The ability to estimate and treat errors should not be viewed as an excuse for constructing a poor experiment. Errors can only be minimized by design.
13.7.1Random, personal and systematic errors
There are three distinct types of error in the process of observation. The simplest type of error is called random error. Random errors are usually small deviations from the ‘true value’ of a measurement which occur by accident, by unforeseen jitter in the system, or some other influence. By their nature, we are usually ignorant of the cause of random errors, otherwise it might be possible to eliminate them. The important point about random errors is that they are distributed evenly about the mean value of the observation. Indeed, it is usually assumed that they are distributed with an approximately normal or Gaussian profile about the mean. This means that there are as many positive as negative deviations and thus random errors can be averaged out by taking the mean of the observations.
It is tempting to believe that computers would not be susceptible to random errors. After all, computers do not make mistakes. However this is an erroneous belief. The measurer is not the only source of random errors. A better way of expressing this is to say that random errors are a measure of the unpredictability of the measuring process. Computer systems are also unpredictable, since they are constantly influenced by outside agents such as users and network requests.

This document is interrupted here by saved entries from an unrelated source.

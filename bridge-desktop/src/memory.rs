//! In-process object store

use async_trait::async_trait;
use bridge_traits::{
    error::{BridgeError, Result},
    storage::{ObjectBody, ObjectStore, ObjectSummary},
};
use bytes::Bytes;
use chrono::Utc;
use std::collections::HashMap;
use std::io::Cursor;
use tokio::sync::RwLock;
use tracing::debug;

#[derive(Debug, Clone)]
struct StoredObject {
    data: Bytes,
    content_type: String,
    last_modified: i64,
    sequence: u64,
}

/// Object store kept entirely in memory
///
/// Listings are returned newest-first (reverse insertion order), so code
/// that accidentally depends on listing order shows up in tests.
#[derive(Default)]
pub struct MemoryObjectStore {
    buckets: RwLock<HashMap<String, HashMap<String, StoredObject>>>,
    sequence: RwLock<u64>,
}

impl MemoryObjectStore {
    pub fn new() -> Self {
        Self::default()
    }

    /// Content type recorded for an object, if present
    pub async fn content_type(&self, bucket: &str, key: &str) -> Option<String> {
        self.buckets
            .read()
            .await
            .get(bucket)
            .and_then(|objects| objects.get(key))
            .map(|o| o.content_type.clone())
    }

    /// Number of objects in a bucket
    pub async fn len(&self, bucket: &str) -> usize {
        self.buckets
            .read()
            .await
            .get(bucket)
            .map_or(0, HashMap::len)
    }

    pub async fn is_empty(&self, bucket: &str) -> bool {
        self.len(bucket).await == 0
    }
}

#[async_trait]
impl ObjectStore for MemoryObjectStore {
    async fn list(&self, bucket: &str, prefix: Option<&str>) -> Result<Vec<ObjectSummary>> {
        let buckets = self.buckets.read().await;
        let Some(objects) = buckets.get(bucket) else {
            return Ok(Vec::new());
        };

        let mut entries: Vec<(&String, &StoredObject)> = objects
            .iter()
            .filter(|(key, _)| prefix.map_or(true, |p| key.starts_with(p)))
            .collect();
        entries.sort_by(|a, b| b.1.sequence.cmp(&a.1.sequence));

        Ok(entries
            .into_iter()
            .map(|(key, object)| ObjectSummary {
                key: key.clone(),
                size: object.data.len() as u64,
                last_modified: Some(object.last_modified),
            })
            .collect())
    }

    async fn put_object(
        &self,
        bucket: &str,
        key: &str,
        data: Bytes,
        content_type: &str,
    ) -> Result<()> {
        if key.is_empty() {
            return Err(BridgeError::OperationFailed(
                "Object key cannot be empty".to_string(),
            ));
        }

        let sequence = {
            let mut counter = self.sequence.write().await;
            *counter += 1;
            *counter
        };

        debug!(bucket, key, size = data.len(), "Stored in-memory object");
        self.buckets
            .write()
            .await
            .entry(bucket.to_string())
            .or_default()
            .insert(
                key.to_string(),
                StoredObject {
                    data,
                    content_type: content_type.to_string(),
                    last_modified: Utc::now().timestamp(),
                    sequence,
                },
            );
        Ok(())
    }

    async fn get_object(&self, bucket: &str, key: &str) -> Result<ObjectBody> {
        let buckets = self.buckets.read().await;
        let object = buckets
            .get(bucket)
            .and_then(|objects| objects.get(key))
            .ok_or_else(|| BridgeError::NotFound {
                bucket: bucket.to_string(),
                key: key.to_string(),
            })?;

        Ok(Box::new(Cursor::new(object.data.clone())))
    }

    async fn delete_object(&self, bucket: &str, key: &str) -> Result<bool> {
        let removed = self
            .buckets
            .write()
            .await
            .get_mut(bucket)
            .and_then(|objects| objects.remove(key))
            .is_some();
        Ok(removed)
    }
}

#[cfg(test)]
mod tests {
    use super::*;

    #[tokio::test]
    async fn test_listing_is_newest_first() {
        let store = MemoryObjectStore::new();
        for key in ["a.mp3", "b.mp3", "c.mp3"] {
            store
                .put_object("music", key, Bytes::from_static(b"x"), "audio/mpeg")
                .await
                .unwrap();
        }

        let keys: Vec<String> = store
            .list("music", None)
            .await
            .unwrap()
            .into_iter()
            .map(|o| o.key)
            .collect();
        assert_eq!(keys, vec!["c.mp3", "b.mp3", "a.mp3"]);
    }

    #[tokio::test]
    async fn test_prefix_and_content_type() {
        let store = MemoryObjectStore::new();
        store
            .put_object("music", "playlists/Gym.json", Bytes::from_static(b"[]"), "application/json")
            .await
            .unwrap();
        store
            .put_object("music", "song.mp3", Bytes::from_static(b"x"), "audio/mpeg")
            .await
            .unwrap();

        let listed = store.list("music", Some("playlists/")).await.unwrap();
        assert_eq!(listed.len(), 1);
        assert_eq!(listed[0].key, "playlists/Gym.json");
        assert_eq!(
            store.content_type("music", "song.mp3").await.as_deref(),
            Some("audio/mpeg")
        );
        assert_eq!(store.len("music").await, 2);
    }

    #[tokio::test]
    async fn test_get_object_bytes_and_not_found() {
        let store = MemoryObjectStore::new();
        store
            .put_object("music", "song.mp3", Bytes::from_static(b"audio"), "audio/mpeg")
            .await
            .unwrap();

        let data = store.get_object_bytes("music", "song.mp3").await.unwrap();
        assert_eq!(&data[..], b"audio");

        let missing = store.get_object("music", "other.mp3").await;
        assert!(matches!(missing, Err(BridgeError::NotFound { .. })));
    }

    #[tokio::test]
    async fn test_delete_object() {
        let store = MemoryObjectStore::new();
        store
            .put_object("music", "song.mp3", Bytes::from_static(b"x"), "audio/mpeg")
            .await
            .unwrap();

        assert!(store.delete_object("music", "song.mp3").await.unwrap());
        assert!(!store.delete_object("music", "song.mp3").await.unwrap());
        assert!(store.is_empty("music").await);
    }
}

The second type of error is a personal error. This is an error which a particular experimenter adds to the data unwittingly. There are many instances of this kind of error in the history of science. In a computer-controlled measurement process, this corresponds to any particular bias introduced through the use of specific software, or through the interpretation of the measurements.
The final and most insidious type of error is the systematic error. This is an error which runs throughout all of the data. It is a systematic shift in the true value of the data, in one direction, and thus it cannot be eliminated by averaging. A systematic error leads also to an error in the mean value of the measurement. The sources of systematic error are often difficult to find, since they are often a result of misunderstandings, or of the specific behavior of the measuring apparatus.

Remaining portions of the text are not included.